SQL constraints are rules that enforce data integrity in a database. They ensure that data inserted into a table meets specific criteria, preventing invalid or inconsistent data. This helps maintain data quality and consistency.
Constraints in SQL are crucial for maintaining the accuracy and reliability of data within a database. They act as rules that govern the types of data that can be stored in specific columns or tables. This prevents accidental or intentional entry of incorrect data, ensuring data integrity. By defining constraints, you define the acceptable values for a column, preventing issues like storing a non-numeric value in a numeric column or entering a date that's in the future for a past-event column. Constraints are a fundamental part of relational database design, ensuring data accuracy and consistency. They can be applied to individual columns or to the entire table, providing a powerful way to enforce business rules. For example, a constraint might require a customer's email address to be unique, or a product's price to be positive.

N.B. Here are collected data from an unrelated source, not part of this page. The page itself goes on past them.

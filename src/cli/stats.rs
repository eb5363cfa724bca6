use anyhow::Result;

use memfabric::config::FabricConfig;

use super::ScopeArgs;

/// Display memory counts in the terminal.
pub async fn stats(config: &FabricConfig, scope: &ScopeArgs) -> Result<()> {
    let fabric = super::open_fabric(config).await?;
    let attribution = scope.resolve(&fabric);

    let total = fabric.count_all().await;
    let scoped = fabric.count_with(&attribution).await;
    fabric.close().await?;

    println!("Memory Statistics");
    println!("{}", "=".repeat(40));
    println!("  Backend:             {:?}", config.storage.backend);
    match config.storage.backend {
        memfabric::config::StorageBackend::Sqlite => {
            println!("  Database:            {}", config.storage.resolved_db_path().display());
        }
        memfabric::config::StorageBackend::Postgres => {
            println!("  Table:               {}", config.storage.table);
        }
    }
    println!("  Embedding model:     {}", config.embedding.model);
    println!("  Dimensions:          {}", config.embedding.dimensions);
    println!();
    println!("  Total memories:      {}", total?);
    println!(
        "  {:<21}{}",
        format!("{}/{}:", attribution.entity_id(), attribution.process_id()),
        scoped?
    );

    Ok(())
}
//! CLI `context` command: print the context block a model would receive.

use anyhow::Result;

use memfabric::config::FabricConfig;

use super::ScopeArgs;

pub async fn context(config: &FabricConfig, query: &str, scope: &ScopeArgs) -> Result<()> {
    let fabric = super::open_fabric(config).await?;
    let attribution = scope.resolve(&fabric);

    let result = fabric.retrieve_context_with(&attribution, query).await;
    let stats = fabric.last_run();
    fabric.close().await?;
    let block = result?;

    if block.is_empty() {
        println!("(no relevant memories)");
    } else {
        println!("{block}");
    }

    if let Some(stats) = stats {
        println!();
        println!("Chunks:      {}", stats.context_chunks);
        println!("Time:        {} ms", stats.processing_time_ms);
        println!("Used query:  {}", stats.used_query);
    }
    Ok(())
}
//! OpenAI-compatible `/chat/completions` generator.

use async_trait::async_trait;
use serde::{Deserialize, Serialize};

use super::{check_status, TextGenerator};
use crate::config::GeneratorConfig;
use crate::error::GenerationError;

pub struct OpenAiGenerator {
    client: reqwest::Client,
    endpoint: String,
    api_key: String,
    model: String,
    max_tokens: u32,
    temperature: f32,
}

#[derive(Debug, Serialize)]
struct ChatRequest<'a> {
    model: &'a str,
    messages: [ChatMessage<'a>; 1],
    max_tokens: u32,
    temperature: f32,
}

#[derive(Debug, Serialize)]
struct ChatMessage<'a> {
    role: &'a str,
    content: &'a str,
}

#[derive(Debug, Deserialize)]
struct ChatResponse {
    choices: Vec<ChatChoice>,
}

#[derive(Debug, Deserialize)]
struct ChatChoice {
    message: ChoiceMessage,
}

#[derive(Debug, Deserialize)]
struct ChoiceMessage {
    #[serde(default)]
    content: Option<String>,
}

impl OpenAiGenerator {
    pub fn new(client: reqwest::Client, config: &GeneratorConfig, api_key: String) -> Self {
        Self {
            client,
            endpoint: format!("{}/chat/completions", config.resolved_base_url()),
            api_key,
            model: config.model.clone(),
            max_tokens: config.max_tokens,
            temperature: config.temperature,
        }
    }
}

#[async_trait]
impl TextGenerator for OpenAiGenerator {
    fn name(&self) -> &str {
        &self.model
    }

    async fn generate(&self, prompt: &str) -> Result<String, GenerationError> {
        let body = ChatRequest {
            model: &self.model,
            messages: [ChatMessage {
                role: "user",
                content: prompt,
            }],
            max_tokens: self.max_tokens,
            temperature: self.temperature,
        };
        let response = self
            .client
            .post(&self.endpoint)
            .bearer_auth(&self.api_key)
            .json(&body)
            .send()
            .await?;
        let completion: ChatResponse = check_status(response).await?.json().await?;
        extract_text(completion)
    }
}

fn extract_text(completion: ChatResponse) -> Result<String, GenerationError> {
    completion
        .choices
        .into_iter()
        .next()
        .and_then(|c| c.message.content)
        .ok_or(GenerationError::Empty)
}

#[cfg(test)]
mod tests {
    use super::*;

    #[test]
    fn endpoint_uses_configured_base_url() {
        let config = GeneratorConfig {
            base_url: Some("http://localhost:8000/v1/".into()),
            ..Default::default()
        };
        let generator = OpenAiGenerator::new(reqwest::Client::new(), &config, "k".into());
        assert_eq!(generator.endpoint, "http://localhost:8000/v1/chat/completions");
    }

    #[test]
    fn first_choice_is_returned() {
        let json = r#"{"choices":[{"index":0,"message":{"role":"assistant","content":"short"}}]}"#;
        let parsed: ChatResponse = serde_json::from_str(json).unwrap();
        assert_eq!(extract_text(parsed).unwrap(), "short");
    }

    #[test]
    fn no_choices_is_empty() {
        let parsed: ChatResponse = serde_json::from_str(r#"{"choices":[]}"#).unwrap();
        assert!(matches!(extract_text(parsed), Err(GenerationError::Empty)));
    }
}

Constraints are essential for maintaining data quality and consistency. They prevent data errors, improve data reliability, and simplify data management. They are a cornerstone of relational database design, ensuring that data stored in the database accurately reflects the real-world entities it represents.
SQL constraints act as protective rules that define what values are acceptable in a column or table. By blocking invalid entries—such as text in a numeric column or a future date in a past-event field—they stop both accidental and malicious data errors before they reach your database, ensuring long-term accuracy and consistency.
Column-level constraints apply to a single column (e.g., making price
positive), while table-level constraints can reference multiple columns or enforce rules across the whole table (e.g., guaranteeing a composite primary key or that start_date < end_date
). Use column-level constraints for simple, isolated validations and table-level constraints when the rule involves more than one column or the table as a whole.
Galaxy accelerates constraint management by offering context-aware autocomplete, instant schema insights, and an AI copilot that can suggest or generate constraint definitions directly in your SQL. This reduces syntax errors, keeps teams aligned on business rules, and lets you share or endorse constraint-laden queries across your workspace without pasting SQL in Slack or Notion.